**DIRECTIONS FOR THIS TASK:**
Below are some records; output exactly the lines from the line with "let count = siblings.len();" to the line with "compare(&a.timestamp, &b.timestamp).then_with(|| match", both ends kept, and nothing more.

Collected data
※ ※ ※

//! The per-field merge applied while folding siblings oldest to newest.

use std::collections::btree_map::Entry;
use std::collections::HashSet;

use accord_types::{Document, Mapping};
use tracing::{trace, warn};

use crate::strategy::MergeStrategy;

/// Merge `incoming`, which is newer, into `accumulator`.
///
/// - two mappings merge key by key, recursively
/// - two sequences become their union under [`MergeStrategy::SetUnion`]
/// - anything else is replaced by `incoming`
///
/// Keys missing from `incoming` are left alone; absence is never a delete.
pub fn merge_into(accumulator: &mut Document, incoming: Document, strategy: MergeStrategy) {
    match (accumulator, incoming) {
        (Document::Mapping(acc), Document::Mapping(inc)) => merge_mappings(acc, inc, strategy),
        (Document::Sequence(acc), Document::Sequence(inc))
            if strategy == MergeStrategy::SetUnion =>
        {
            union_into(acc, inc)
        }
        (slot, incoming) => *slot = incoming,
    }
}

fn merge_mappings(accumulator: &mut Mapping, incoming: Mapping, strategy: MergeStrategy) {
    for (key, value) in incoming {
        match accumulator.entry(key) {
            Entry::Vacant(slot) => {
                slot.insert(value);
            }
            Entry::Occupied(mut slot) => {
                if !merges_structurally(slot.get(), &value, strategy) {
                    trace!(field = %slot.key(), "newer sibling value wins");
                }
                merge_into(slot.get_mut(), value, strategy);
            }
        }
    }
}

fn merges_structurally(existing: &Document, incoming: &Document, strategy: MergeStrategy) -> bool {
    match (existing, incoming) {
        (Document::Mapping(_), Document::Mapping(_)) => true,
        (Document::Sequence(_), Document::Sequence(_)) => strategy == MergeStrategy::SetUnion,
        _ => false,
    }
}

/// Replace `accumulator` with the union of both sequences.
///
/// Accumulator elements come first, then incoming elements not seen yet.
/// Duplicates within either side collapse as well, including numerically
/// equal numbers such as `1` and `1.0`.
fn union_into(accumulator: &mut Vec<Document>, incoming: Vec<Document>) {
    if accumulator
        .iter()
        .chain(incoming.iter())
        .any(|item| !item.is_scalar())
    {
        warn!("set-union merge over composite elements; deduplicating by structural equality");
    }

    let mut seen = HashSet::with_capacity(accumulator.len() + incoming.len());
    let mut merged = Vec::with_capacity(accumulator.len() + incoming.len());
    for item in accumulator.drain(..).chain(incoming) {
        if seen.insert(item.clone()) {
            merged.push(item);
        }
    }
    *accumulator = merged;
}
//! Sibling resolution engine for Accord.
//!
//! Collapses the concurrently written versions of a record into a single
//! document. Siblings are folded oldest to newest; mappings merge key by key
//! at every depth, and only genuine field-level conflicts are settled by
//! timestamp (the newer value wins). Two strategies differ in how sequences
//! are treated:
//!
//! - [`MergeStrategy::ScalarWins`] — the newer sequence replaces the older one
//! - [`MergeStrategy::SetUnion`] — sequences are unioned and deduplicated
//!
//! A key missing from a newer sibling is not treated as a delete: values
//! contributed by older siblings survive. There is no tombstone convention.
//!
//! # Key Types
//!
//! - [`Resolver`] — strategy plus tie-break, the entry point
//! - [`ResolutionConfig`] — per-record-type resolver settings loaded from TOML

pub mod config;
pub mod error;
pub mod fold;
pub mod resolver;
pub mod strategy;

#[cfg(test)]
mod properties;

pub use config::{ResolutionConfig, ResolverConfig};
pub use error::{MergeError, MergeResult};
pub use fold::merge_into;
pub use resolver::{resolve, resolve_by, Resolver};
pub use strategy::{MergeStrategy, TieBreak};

※ ※ ※

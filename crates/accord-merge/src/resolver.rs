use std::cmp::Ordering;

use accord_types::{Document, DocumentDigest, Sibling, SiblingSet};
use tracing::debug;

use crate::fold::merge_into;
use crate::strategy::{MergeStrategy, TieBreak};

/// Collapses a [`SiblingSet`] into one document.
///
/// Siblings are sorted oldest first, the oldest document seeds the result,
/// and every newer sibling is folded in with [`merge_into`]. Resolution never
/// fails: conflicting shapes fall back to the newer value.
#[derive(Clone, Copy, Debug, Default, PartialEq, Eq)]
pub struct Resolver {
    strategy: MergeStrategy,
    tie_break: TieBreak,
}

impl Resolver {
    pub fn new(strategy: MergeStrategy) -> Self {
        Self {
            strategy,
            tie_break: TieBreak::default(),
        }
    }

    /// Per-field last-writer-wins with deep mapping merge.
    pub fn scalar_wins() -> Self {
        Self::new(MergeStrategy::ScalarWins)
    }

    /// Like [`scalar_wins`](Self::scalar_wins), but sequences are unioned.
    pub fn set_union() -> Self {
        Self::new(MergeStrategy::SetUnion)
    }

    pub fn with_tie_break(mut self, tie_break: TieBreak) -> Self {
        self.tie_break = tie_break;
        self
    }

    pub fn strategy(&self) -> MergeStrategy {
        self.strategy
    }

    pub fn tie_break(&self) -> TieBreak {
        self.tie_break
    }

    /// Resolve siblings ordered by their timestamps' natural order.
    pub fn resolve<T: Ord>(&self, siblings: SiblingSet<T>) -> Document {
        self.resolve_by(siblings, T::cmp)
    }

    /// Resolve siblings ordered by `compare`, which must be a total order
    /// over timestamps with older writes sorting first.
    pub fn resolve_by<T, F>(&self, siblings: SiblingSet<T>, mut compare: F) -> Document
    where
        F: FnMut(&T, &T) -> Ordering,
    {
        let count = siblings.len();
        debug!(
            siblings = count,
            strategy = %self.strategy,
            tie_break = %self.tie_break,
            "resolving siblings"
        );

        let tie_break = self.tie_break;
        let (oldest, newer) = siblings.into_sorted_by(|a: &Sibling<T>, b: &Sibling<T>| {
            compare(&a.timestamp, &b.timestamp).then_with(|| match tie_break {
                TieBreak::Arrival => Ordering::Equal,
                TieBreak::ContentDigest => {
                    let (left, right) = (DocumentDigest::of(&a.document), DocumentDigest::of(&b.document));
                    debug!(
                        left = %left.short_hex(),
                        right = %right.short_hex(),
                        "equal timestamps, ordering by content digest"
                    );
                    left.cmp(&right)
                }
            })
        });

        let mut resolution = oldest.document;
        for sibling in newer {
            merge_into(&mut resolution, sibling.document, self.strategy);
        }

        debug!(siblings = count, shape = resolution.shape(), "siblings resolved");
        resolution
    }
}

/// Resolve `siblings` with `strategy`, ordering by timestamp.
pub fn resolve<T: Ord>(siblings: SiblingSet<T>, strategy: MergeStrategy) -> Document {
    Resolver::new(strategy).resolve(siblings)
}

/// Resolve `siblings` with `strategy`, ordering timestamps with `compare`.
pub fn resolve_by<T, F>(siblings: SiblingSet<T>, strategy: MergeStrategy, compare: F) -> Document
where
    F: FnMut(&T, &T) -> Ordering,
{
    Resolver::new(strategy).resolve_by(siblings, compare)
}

※ ※ ※

**WRITTEN SOLUTION:**
        let count = siblings.len();
        debug!(
            siblings = count,
            strategy = %self.strategy,
            tie_break = %self.tie_break,
            "resolving siblings"
        );

        let tie_break = self.tie_break;
        let (oldest, newer) = siblings.into_sorted_by(|a: &Sibling<T>, b: &Sibling<T>| {
            compare(&a.timestamp, &b.timestamp).then_with(|| match tie_break {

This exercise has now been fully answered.